The first time Isabel ever said the F-word, she read it spray-painted on a slide at the Glass Park. Ah, memories…

 And if not on Day Two, surely we should have known five months into it, when our Subaru Outback was totaled while parked in front of our house. Seems a guy fell asleep behind the wheel on his way home from the methadone clinic. It wasn’t even his van he was driving—it belonged to the plumber who had just that week hired him as an assistant. (I ended up feeling a little bit bad for that guy.) Anyway, what got me thinking about that house in East Haven today was a cupcake I saw on somebody’s desk this afternoon. It had white frosting and rainbow sprinkles.

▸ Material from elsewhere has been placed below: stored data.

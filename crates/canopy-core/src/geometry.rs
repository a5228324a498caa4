//! Geometric primitives: `Point`, `Rect`.
//!
//! Layout output is expressed in canvas fractions, so every coordinate here
//! is `f64` and the interesting rectangles live inside [`Rect::UNIT`].

use serde::{Deserialize, Serialize};

/// A 2D point with x and y coordinates.
#[derive(Debug, Clone, Copy, PartialEq, Default, Serialize, Deserialize)]
pub struct Point {
    /// X coordinate
    pub x: f64,
    /// Y coordinate
    pub y: f64,
}

impl Point {
    /// Create a new point.
    #[must_use]
    pub const fn new(x: f64, y: f64) -> Self {
        Self { x, y }
    }
}

/// A rectangle defined by its top-left corner and size.
#[derive(Debug, Clone, Copy, PartialEq, Default, Serialize, Deserialize)]
pub struct Rect {
    /// X position of top-left corner
    pub x: f64,
    /// Y position of top-left corner
    pub y: f64,
    /// Width
    pub width: f64,
    /// Height
    pub height: f64,
}

impl Rect {
    /// The unit square `[0,1] x [0,1]`.
    pub const UNIT: Self = Self::new(0.0, 0.0, 1.0, 1.0);

    /// Create a new rectangle.
    #[must_use]
    pub const fn new(x: f64, y: f64, width: f64, height: f64) -> Self {
        Self {
            x,
            y,
            width,
            height,
        }
    }

    /// Get the area.
    #[must_use]
    pub fn area(&self) -> f64 {
        self.width * self.height
    }

    /// Right edge.
    #[must_use]
    pub fn right(&self) -> f64 {
        self.x + self.width
    }

    /// Bottom edge.
    #[must_use]
    pub fn bottom(&self) -> f64 {
        self.y + self.height
    }

    /// Whether every coordinate is finite.
    #[must_use]
    pub fn is_finite(&self) -> bool {
        self.x.is_finite() && self.y.is_finite() && self.width.is_finite() && self.height.is_finite()
    }

    /// Get center point.
    #[must_use]
    pub fn center(&self) -> Point {
        Point::new(self.x + self.width / 2.0, self.y + self.height / 2.0)
    }

    /// Check if a point is inside the rectangle.
    ///
    /// The near edges are inclusive and the far edges exclusive, so a point
    /// on a shared edge between two tiles belongs to exactly one of them.
    #[must_use]
    pub fn contains_point(&self, point: &Point) -> bool {
        point.x >= self.x && point.x < self.right() && point.y >= self.y && point.y < self.bottom()
    }

    /// Area shared by the interiors of two rectangles (zero when they only touch).
    #[must_use]
    pub fn intersection_area(&self, other: &Self) -> f64 {
        let width = self.right().min(other.right()) - self.x.max(other.x);
        let height = self.bottom().min(other.bottom()) - self.y.max(other.y);
        if width > 0.0 && height > 0.0 {
            width * height
        } else {
            0.0
        }
    }
}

The sprinkles acted as the visual equivalent of Proust’s madeleine; one glimpse brought back two full years in East Haven. When I saw those sprinkles I right away pictured our front yard. We had put a white picket fence up after some punk stole the good cooking pot we had left on the porch. The pot was full of self-service Halloween candy so that we could both go trick-or-treating with Isabel. Inside that fence we had created a large L-shaped garden to grow tomatoes and basil and lots of flowers.

As I remember it, for our first Easter in East Haven we put a small shaker of sprinkles in Isabel’s basket. Then we told her that if she buried a few sprinkles in the garden, a sprinkle bush would grow. So, she planted some sprinkles in the garden. A few months later, Erica and I placed a few new plastic jars of sprinkles in the branches of a green pepper plant and then reminded Isabel of when she had planted the sprinkles. Right away she wanted to go check the plant, and sure enough it had borne fruit. In retrospect, the look on Isabel’s face when she saw those plastic jars full of rainbow sprinkles outweighs all of the negatives that came with living in East Haven, CT for two years.